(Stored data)

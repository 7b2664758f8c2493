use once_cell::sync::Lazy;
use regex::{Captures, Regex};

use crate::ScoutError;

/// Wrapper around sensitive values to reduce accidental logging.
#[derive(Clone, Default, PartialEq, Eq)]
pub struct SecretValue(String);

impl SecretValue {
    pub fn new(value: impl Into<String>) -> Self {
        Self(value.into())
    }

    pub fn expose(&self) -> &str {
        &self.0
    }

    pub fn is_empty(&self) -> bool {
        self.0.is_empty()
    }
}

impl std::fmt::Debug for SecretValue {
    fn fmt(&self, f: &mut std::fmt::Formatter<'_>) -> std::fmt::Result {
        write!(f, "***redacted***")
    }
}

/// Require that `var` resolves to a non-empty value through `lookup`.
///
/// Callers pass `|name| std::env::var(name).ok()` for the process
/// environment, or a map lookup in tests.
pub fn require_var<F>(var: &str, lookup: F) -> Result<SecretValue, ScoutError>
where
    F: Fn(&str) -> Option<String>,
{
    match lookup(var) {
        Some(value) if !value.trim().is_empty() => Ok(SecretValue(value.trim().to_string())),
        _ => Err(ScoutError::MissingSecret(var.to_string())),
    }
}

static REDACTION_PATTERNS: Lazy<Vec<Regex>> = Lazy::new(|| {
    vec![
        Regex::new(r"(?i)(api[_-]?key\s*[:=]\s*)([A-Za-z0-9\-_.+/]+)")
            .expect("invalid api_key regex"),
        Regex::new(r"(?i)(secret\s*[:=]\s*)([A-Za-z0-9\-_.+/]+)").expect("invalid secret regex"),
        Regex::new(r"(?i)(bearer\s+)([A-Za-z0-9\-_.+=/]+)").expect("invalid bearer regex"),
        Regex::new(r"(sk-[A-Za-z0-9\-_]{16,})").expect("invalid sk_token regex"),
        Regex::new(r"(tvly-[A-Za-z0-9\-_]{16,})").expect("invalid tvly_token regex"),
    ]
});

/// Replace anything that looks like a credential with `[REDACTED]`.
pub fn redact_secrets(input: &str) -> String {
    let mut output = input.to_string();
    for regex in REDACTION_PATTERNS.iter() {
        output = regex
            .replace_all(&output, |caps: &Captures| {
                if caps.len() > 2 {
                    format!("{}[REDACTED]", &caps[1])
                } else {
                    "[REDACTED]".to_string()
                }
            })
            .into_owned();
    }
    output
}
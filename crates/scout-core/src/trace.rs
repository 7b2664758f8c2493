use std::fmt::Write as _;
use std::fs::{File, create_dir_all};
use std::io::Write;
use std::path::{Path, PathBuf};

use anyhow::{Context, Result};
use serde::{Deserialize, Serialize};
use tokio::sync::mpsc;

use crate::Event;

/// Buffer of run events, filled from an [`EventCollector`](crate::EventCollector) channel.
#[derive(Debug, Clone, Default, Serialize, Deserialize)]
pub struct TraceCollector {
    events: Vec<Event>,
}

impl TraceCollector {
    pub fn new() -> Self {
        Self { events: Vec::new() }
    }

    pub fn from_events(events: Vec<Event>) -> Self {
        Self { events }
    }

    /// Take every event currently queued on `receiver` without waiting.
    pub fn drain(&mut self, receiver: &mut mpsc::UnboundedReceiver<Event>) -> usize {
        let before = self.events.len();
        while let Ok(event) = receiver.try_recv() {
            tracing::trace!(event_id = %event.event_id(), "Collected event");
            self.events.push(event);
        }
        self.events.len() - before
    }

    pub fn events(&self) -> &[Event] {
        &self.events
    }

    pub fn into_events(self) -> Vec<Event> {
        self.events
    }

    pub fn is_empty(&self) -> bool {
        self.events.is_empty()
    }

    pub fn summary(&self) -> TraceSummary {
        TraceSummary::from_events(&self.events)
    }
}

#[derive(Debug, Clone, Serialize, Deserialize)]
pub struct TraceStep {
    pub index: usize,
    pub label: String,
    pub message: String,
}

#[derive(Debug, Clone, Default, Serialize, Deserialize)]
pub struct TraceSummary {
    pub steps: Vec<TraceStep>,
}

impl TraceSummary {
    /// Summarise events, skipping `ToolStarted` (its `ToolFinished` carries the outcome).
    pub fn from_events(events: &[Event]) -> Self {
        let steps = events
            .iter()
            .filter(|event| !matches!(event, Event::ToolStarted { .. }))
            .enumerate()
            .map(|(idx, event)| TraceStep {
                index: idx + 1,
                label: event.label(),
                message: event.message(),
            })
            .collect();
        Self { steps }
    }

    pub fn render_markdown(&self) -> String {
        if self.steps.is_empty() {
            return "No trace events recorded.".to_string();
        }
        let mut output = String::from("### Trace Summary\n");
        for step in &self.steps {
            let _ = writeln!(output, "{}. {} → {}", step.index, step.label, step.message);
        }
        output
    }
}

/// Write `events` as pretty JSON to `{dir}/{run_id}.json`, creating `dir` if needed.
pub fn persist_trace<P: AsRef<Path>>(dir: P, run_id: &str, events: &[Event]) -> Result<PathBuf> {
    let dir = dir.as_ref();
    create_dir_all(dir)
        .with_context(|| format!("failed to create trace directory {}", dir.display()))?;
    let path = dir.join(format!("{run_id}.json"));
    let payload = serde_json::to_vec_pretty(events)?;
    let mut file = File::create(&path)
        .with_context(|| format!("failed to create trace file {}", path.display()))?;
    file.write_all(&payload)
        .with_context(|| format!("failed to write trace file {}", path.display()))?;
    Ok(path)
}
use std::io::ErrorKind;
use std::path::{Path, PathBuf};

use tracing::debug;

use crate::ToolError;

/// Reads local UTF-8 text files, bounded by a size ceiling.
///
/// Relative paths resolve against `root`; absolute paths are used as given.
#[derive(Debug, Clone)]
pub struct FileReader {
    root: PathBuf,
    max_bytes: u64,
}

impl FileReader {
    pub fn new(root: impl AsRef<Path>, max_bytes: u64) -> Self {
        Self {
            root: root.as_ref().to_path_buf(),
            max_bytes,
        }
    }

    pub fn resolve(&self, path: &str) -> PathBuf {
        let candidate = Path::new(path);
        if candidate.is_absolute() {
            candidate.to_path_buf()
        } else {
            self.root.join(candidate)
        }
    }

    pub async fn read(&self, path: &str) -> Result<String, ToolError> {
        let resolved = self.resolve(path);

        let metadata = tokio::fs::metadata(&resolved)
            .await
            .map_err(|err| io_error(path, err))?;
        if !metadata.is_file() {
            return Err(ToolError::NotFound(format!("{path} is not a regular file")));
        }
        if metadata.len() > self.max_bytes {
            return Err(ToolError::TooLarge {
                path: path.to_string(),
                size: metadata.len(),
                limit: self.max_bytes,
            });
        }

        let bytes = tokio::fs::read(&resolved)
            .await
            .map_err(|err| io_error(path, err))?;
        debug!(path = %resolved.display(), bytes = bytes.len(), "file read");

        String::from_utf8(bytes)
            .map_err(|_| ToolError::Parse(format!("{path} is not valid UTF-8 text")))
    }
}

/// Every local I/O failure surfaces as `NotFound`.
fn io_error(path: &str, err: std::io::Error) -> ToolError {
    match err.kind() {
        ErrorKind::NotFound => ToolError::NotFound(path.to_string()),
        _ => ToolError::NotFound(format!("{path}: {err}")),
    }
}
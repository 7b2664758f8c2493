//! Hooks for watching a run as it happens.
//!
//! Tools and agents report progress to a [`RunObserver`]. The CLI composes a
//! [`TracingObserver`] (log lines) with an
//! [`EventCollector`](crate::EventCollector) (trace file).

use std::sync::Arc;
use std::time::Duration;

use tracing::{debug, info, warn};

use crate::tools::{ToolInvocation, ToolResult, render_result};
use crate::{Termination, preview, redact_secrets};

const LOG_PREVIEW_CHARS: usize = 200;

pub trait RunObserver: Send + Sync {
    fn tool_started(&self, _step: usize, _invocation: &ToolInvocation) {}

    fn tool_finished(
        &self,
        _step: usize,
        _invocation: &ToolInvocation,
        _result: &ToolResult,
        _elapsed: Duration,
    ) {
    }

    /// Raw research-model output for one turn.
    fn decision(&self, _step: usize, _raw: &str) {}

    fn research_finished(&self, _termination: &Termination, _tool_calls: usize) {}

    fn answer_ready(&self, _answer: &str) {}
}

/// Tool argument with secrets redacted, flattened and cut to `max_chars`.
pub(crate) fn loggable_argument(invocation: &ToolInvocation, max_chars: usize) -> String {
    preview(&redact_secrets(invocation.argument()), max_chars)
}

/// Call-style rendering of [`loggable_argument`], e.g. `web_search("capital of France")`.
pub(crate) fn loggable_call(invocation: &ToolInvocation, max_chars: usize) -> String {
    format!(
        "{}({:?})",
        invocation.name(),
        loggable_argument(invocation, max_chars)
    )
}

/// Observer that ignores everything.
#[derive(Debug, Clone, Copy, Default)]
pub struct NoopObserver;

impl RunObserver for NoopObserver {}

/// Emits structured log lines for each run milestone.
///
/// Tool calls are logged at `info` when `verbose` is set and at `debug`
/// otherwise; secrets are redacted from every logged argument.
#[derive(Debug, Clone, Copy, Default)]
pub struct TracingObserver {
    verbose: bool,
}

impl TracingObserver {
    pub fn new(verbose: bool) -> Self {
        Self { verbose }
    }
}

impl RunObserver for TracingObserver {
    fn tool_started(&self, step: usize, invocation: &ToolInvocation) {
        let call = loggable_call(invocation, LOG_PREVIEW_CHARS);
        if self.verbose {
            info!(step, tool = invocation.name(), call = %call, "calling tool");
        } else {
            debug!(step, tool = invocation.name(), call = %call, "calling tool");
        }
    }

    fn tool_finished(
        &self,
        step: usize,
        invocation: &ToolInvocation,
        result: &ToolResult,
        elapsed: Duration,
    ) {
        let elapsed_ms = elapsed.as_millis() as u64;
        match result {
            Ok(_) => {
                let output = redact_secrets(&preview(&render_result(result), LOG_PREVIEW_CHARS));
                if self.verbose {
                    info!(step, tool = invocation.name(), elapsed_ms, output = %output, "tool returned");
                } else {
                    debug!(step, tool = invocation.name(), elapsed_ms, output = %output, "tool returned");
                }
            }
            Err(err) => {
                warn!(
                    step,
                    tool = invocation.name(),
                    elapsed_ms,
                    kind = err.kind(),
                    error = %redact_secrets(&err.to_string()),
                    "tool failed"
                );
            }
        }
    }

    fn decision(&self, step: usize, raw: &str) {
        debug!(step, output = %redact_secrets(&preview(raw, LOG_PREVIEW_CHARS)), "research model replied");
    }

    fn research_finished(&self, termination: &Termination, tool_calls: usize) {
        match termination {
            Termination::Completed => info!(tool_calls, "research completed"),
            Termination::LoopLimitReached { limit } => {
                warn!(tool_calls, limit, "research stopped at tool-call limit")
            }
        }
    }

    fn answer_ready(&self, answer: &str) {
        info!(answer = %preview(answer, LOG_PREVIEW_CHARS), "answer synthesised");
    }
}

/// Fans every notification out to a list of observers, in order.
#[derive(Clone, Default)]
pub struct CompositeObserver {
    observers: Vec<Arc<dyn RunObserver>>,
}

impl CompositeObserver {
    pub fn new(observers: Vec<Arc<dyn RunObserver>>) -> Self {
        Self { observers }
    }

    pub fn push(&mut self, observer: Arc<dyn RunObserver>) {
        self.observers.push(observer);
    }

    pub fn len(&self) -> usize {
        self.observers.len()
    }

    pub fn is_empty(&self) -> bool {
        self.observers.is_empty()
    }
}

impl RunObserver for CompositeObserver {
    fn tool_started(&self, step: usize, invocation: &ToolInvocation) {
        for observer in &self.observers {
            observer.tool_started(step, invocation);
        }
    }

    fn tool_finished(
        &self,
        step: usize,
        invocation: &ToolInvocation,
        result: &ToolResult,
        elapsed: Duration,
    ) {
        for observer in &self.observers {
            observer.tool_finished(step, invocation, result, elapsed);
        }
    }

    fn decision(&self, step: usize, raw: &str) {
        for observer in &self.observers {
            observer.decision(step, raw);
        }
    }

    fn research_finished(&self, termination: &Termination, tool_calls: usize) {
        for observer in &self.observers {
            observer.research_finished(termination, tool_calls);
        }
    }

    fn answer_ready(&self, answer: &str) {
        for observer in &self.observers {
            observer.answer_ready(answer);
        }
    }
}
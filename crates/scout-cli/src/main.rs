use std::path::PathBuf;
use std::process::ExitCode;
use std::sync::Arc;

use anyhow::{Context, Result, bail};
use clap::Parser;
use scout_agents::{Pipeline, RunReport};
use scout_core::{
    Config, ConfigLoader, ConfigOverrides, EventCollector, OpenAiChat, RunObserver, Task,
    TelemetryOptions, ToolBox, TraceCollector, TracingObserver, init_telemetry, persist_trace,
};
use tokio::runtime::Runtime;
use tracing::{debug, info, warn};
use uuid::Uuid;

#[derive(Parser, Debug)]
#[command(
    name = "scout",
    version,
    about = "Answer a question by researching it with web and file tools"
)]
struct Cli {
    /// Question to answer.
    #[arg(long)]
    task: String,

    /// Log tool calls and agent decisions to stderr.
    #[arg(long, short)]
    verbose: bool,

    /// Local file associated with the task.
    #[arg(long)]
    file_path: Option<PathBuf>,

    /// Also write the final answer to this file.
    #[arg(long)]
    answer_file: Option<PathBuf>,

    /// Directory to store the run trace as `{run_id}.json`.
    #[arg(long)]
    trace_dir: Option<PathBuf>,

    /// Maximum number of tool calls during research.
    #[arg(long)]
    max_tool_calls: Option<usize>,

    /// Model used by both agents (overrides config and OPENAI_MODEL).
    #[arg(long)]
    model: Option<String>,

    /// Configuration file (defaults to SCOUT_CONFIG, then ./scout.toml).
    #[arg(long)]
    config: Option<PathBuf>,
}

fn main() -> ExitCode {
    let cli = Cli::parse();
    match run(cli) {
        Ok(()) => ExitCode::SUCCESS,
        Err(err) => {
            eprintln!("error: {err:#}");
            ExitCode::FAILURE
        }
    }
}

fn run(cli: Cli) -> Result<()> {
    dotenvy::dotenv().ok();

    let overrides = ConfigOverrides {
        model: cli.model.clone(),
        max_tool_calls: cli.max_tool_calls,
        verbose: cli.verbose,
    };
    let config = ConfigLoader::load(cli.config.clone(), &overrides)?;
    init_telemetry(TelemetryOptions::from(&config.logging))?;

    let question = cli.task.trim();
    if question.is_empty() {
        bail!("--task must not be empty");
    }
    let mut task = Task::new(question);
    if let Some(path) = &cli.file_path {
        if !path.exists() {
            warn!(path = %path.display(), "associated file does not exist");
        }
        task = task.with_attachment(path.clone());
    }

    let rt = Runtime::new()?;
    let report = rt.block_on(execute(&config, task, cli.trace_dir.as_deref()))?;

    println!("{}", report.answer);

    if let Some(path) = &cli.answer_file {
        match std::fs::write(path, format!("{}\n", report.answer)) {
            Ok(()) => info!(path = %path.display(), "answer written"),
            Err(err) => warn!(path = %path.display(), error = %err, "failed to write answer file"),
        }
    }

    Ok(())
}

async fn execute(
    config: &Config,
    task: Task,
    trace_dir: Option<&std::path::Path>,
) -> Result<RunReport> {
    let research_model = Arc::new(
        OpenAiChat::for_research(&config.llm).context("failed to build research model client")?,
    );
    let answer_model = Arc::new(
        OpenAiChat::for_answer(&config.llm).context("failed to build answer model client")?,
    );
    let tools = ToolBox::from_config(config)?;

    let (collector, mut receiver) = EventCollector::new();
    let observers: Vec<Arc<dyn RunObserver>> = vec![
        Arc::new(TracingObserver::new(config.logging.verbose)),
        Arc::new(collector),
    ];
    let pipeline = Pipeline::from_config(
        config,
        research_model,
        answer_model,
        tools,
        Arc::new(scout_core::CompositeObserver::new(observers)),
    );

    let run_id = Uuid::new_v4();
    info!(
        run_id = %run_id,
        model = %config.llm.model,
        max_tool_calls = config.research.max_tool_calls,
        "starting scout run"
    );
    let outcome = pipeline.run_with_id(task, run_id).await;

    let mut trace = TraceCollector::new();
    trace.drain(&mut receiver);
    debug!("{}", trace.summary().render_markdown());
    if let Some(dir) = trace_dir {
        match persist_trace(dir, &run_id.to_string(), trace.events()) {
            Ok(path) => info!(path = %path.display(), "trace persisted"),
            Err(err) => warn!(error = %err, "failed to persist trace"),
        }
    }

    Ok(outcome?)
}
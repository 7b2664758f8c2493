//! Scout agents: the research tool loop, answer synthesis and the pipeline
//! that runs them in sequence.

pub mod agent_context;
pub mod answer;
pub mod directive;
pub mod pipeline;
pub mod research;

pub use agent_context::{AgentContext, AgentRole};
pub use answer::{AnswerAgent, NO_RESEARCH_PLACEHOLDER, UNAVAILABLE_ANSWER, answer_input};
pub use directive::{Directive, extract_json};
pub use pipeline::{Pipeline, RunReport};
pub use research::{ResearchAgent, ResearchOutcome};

▶ Work request: Which lines above run from the one containing "observer.tool_finished(step, invocation, result, elapsed);" to the one containing "use std::path::PathBuf;"? Give them again exactly, both ends included.

▶ Response to the exercise:
            observer.tool_finished(step, invocation, result, elapsed);
        }
    }

    fn decision(&self, step: usize, raw: &str) {
        for observer in &self.observers {
            observer.decision(step, raw);
        }
    }

    fn research_finished(&self, termination: &Termination, tool_calls: usize) {
        for observer in &self.observers {
            observer.research_finished(termination, tool_calls);
        }
    }

    fn answer_ready(&self, answer: &str) {
        for observer in &self.observers {
            observer.answer_ready(answer);
        }
    }
}
filename crates/scout-cli/src/main.rs
use std::path::PathBuf;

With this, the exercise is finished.